--- Data records ---

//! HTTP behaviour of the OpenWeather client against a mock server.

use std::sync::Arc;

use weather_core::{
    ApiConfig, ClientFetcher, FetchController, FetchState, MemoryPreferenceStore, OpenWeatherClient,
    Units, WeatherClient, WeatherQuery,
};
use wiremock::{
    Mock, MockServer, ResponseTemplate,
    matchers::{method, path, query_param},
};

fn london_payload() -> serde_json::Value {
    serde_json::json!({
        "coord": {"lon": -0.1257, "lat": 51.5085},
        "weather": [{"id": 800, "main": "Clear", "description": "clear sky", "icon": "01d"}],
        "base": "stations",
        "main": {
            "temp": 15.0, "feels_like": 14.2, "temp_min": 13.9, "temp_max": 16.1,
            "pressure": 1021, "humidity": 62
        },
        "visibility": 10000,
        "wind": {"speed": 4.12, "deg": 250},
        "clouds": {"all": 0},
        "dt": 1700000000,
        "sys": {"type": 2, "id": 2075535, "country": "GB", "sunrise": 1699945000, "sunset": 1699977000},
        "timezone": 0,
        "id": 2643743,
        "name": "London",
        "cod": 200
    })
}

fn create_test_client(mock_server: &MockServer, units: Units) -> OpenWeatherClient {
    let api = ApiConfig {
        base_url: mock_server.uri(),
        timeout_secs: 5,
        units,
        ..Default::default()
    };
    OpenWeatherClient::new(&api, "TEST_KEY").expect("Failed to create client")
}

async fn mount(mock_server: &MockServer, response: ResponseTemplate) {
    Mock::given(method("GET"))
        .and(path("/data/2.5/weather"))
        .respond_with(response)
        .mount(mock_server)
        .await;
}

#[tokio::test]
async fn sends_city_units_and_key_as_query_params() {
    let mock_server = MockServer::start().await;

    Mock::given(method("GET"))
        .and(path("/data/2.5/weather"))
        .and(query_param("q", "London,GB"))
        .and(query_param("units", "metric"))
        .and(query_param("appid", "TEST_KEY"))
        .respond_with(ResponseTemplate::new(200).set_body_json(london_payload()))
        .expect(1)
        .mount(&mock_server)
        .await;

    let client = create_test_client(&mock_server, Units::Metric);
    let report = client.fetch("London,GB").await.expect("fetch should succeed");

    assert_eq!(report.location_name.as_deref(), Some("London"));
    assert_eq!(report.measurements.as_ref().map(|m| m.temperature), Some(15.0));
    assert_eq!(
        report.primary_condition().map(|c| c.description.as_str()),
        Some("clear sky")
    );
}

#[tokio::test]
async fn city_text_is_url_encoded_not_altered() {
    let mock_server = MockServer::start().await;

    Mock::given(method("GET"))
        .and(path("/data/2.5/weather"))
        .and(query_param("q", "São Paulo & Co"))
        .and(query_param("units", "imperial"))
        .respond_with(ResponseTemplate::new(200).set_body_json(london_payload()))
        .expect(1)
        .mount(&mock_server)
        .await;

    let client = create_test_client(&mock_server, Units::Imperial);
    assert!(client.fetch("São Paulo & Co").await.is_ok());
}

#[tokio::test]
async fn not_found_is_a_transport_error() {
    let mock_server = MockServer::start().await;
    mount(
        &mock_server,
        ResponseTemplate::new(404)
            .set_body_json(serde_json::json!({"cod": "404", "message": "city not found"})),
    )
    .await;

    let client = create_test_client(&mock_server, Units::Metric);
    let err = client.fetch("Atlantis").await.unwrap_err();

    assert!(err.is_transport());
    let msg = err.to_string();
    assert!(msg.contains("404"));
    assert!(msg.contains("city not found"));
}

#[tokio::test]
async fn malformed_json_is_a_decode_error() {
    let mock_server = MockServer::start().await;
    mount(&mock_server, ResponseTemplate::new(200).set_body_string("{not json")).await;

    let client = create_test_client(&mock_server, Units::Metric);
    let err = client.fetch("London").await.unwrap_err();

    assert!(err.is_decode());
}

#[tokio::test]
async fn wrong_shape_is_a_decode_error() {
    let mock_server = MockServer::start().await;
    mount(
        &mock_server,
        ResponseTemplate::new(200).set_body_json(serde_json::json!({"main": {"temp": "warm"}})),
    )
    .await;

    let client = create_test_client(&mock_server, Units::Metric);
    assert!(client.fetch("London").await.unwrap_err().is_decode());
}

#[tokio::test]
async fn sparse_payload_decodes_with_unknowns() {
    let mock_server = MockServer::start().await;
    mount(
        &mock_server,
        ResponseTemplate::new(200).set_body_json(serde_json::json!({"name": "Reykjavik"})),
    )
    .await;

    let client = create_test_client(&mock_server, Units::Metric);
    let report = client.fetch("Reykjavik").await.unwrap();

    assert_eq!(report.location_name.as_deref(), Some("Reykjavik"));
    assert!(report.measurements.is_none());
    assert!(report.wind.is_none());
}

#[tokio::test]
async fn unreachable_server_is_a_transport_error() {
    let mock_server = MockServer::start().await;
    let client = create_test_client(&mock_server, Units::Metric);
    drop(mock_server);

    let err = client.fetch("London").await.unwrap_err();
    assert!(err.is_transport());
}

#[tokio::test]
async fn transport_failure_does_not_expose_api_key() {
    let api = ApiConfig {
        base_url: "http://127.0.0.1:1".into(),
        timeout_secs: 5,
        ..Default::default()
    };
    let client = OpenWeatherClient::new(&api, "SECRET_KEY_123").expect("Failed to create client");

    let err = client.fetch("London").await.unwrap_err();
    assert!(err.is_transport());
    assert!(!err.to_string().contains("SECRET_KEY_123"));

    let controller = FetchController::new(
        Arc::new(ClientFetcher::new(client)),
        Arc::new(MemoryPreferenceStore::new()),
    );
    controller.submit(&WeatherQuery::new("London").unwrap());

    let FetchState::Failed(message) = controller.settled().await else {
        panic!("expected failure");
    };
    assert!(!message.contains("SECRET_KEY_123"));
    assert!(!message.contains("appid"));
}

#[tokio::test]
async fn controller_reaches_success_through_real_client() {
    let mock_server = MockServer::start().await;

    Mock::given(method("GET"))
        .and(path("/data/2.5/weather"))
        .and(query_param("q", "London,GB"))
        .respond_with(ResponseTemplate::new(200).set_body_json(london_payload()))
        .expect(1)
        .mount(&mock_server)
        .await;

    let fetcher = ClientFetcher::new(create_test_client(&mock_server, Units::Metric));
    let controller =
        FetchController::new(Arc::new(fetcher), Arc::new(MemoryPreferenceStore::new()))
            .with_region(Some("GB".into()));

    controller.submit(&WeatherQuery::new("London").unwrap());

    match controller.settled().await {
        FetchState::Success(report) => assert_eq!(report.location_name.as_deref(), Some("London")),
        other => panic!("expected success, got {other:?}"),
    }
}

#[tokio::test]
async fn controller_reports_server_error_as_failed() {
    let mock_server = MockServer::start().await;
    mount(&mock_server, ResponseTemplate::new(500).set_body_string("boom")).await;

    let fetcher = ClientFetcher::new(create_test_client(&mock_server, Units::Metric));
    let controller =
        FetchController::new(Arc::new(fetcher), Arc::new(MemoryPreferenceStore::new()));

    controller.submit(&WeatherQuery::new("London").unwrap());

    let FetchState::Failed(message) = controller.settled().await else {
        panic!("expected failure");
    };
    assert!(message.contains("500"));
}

---
--- Data records ---

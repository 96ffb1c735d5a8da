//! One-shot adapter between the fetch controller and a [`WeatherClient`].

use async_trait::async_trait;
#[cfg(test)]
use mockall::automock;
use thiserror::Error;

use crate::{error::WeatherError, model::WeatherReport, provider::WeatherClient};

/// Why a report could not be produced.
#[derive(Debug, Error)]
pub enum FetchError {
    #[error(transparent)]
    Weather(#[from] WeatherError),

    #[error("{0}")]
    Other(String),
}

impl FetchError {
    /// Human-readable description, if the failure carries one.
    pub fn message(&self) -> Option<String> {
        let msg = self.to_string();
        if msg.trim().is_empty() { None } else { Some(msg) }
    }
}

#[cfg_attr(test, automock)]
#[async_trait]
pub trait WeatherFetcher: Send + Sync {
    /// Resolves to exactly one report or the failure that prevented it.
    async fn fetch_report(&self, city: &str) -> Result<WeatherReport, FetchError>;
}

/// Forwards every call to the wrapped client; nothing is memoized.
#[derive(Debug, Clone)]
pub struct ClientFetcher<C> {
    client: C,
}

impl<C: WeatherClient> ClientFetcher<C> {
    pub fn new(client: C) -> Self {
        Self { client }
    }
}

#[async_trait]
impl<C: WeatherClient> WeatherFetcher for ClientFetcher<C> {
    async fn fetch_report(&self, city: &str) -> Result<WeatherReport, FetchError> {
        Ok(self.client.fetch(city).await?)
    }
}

---

*Exercise goal*
Work through the records line by line, and once you reach the final line, report only how many held "main".

*The answer*
3